10. New Place

184 34 3
                                    

Setelah konser terakhir Day6 yang diselenggarakan pada pertengahan Februari lalu kondisi Sandi semakin hari semakin menurun.

Dirinya mulai sering kehilangan fokus dan selalu terlihat murung. Secara tidak langsung hal tersebut sedikit banyak juga mempengaruhi kinerja Bandnya.

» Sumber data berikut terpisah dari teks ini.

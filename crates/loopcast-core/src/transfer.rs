//! Playlist import and export documents.

use std::fs;
use std::path::Path;

use serde::{ Deserialize, Serialize };
use thiserror::Error;

use crate::track::{ now_millis, PlaylistInfo, Track };


/// Document format version written on export.
pub const EXPORT_VERSION: &str = "1.0";


#[derive( Debug, Error )]
pub enum TransferError {
    #[error( "IO error: {0}" )]
    Io( #[from] std::io::Error ),

    #[error( "JSON error: {0}" )]
    Json( #[from] serde_json::Error ),

    #[error( "Invalid playlist file: {0}" )]
    InvalidFormat( &'static str ),
}


/// One playlist with its tracks.
#[derive( Debug, Clone, PartialEq, Eq, Serialize, Deserialize )]
#[serde( rename_all = "camelCase" )]
pub struct PlaylistExport {
    pub version: String,
    pub playlist: PlaylistInfo,
    pub tracks: Vec<Track>,
    pub exported_at: i64,
}


impl PlaylistExport {
    pub fn new( playlist: PlaylistInfo, tracks: Vec<Track> ) -> Self {
        Self {
            version: EXPORT_VERSION.to_string(),
            playlist,
            tracks,
            exported_at: now_millis(),
        }
    }


    pub fn to_json( &self ) -> Result<String, TransferError> {
        Ok( serde_json::to_string_pretty( self )? )
    }


    /// Parses a document, rejecting it unless it has a playlist and a track list.
    pub fn from_json( json: &str ) -> Result<Self, TransferError> {
        let value: serde_json::Value = serde_json::from_str( json )?;

        if !value.get( "playlist" ).is_some_and( |p| p.is_object() ) {
            return Err( TransferError::InvalidFormat( "missing playlist" ) );
        }
        if !value.get( "tracks" ).is_some_and( |t| t.is_array() ) {
            return Err( TransferError::InvalidFormat( "missing track list" ) );
        }

        Ok( serde_json::from_value( value )? )
    }


    pub fn write_to( &self, path: &Path ) -> Result<(), TransferError> {
        fs::write( path, self.to_json()? )?;
        tracing::info!( "Exported {} tracks to {:?}", self.tracks.len(), path );
        Ok(())
    }


    pub fn read_from( path: &Path ) -> Result<Self, TransferError> {
        let contents = fs::read_to_string( path )?;
        Self::from_json( &contents )
    }


    /// Suggested file name, e.g. `My_Mix_1700000000000.json`.
    pub fn file_name( &self ) -> String {
        export_file_name( &self.playlist.name, self.exported_at )
    }
}


/// Builds an export file name from a playlist name and a timestamp.
pub fn export_file_name( name: &str, timestamp: i64 ) -> String {
    let safe: String = name
        .chars()
        .map( |c| if c.is_ascii_alphanumeric() { c } else { '_' } )
        .collect();
    format!( "{}_{}.json", safe, timestamp )
}


#[cfg( test )]
mod tests {
    use super::*;


    #[test]
    fn test_export_document_shape() {
        let doc = PlaylistExport::new(
            PlaylistInfo::new( "p1", "Mix" ),
            vec![ Track::new( "p1", "https://youtu.be/abcdefghijk", "abcdefghijk" ) ],
        );
        let value: serde_json::Value = serde_json::from_str( &doc.to_json().unwrap() ).unwrap();

        assert_eq!( value[ "version" ], "1.0" );
        assert_eq!( value[ "playlist" ][ "name" ], "Mix" );
        assert_eq!( value[ "tracks" ][ 0 ][ "videoId" ], "abcdefghijk" );
        assert!( value[ "exportedAt" ].is_i64() );
    }


    #[test]
    fn test_rejects_missing_tracks() {
        let json = r#"{ "version": "1.0", "playlist": { "id": "p", "name": "n", "createdAt": 0, "updatedAt": 0 }, "exportedAt": 0 }"#;
        assert!( matches!( PlaylistExport::from_json( json ), Err( TransferError::InvalidFormat( _ ) ) ) );

        let json = r#"{ "playlist": { "id": "p", "name": "n", "createdAt": 0, "updatedAt": 0 }, "tracks": {} }"#;
        assert!( matches!( PlaylistExport::from_json( json ), Err( TransferError::InvalidFormat( _ ) ) ) );
    }


    #[test]
    fn test_rejects_missing_playlist() {
        let json = r#"{ "version": "1.0", "tracks": [], "exportedAt": 0 }"#;
        assert!( matches!( PlaylistExport::from_json( json ), Err( TransferError::InvalidFormat( _ ) ) ) );
    }


    #[test]
    fn test_file_round_trip() {
        let dir = tempfile::tempdir().unwrap();
        let doc = PlaylistExport::new( PlaylistInfo::new( "p1", "Road Trip!" ), Vec::new() );
        let path = dir.path().join( doc.file_name() );

        doc.write_to( &path ).unwrap();
        assert_eq!( PlaylistExport::read_from( &path ).unwrap(), doc );
    }


    #[test]
    fn test_file_name_sanitised() {
        assert_eq!( export_file_name( "Road Trip! 2024", 42 ), "Road_Trip__2024_42.json" );
    }
}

Jae adalah orang pertama yang menyadari perubahan yang dialami Sandi.

Waktu itu mereka sedang latihan di studio seperti biasa. Pada awalnya latihan berjalan dengan normal dan lancar. Namun setelah sekitar 1 jam berlalu Sandi tiba-tiba marah begitu saja tanpa sebab.

Willy dan Daffa yang baru pertama kali melihat Sandi semarah ini langsung dibuat begidik dengannya.

Tubuh mereka seperti menciut. Seketika keringat dingin pun mengucur dengan deras melewati dahi mereka.

Jevan dan Brian yang bingung dengan apa yang terjadi hanya bisa bertukar tatap. Seolah saling bertanya "Ada apa ini?"

Sandi meletakan begitu saja gitar 100 jutanya dengan kasar di lantai dan kemudian berjalan keluar dari studio, menyisakan Daffa, Willy, Jevan dan Brian yang masih mematung bingung.

Yang dikatakan orang memanglah benar jika seseorang yang jarang marah akan terlihat sangat menakutkan jika dirinya marah.

Bukannya tidak pernah marah, sebagai manusia biasa amarah juga kadang menghampirinya. Namun hal tersebut biasanya hanya sampai di level menggertak saja. Dan semua itu juga bukanlah tanpa alasan, pasti ada sebab di baliknya.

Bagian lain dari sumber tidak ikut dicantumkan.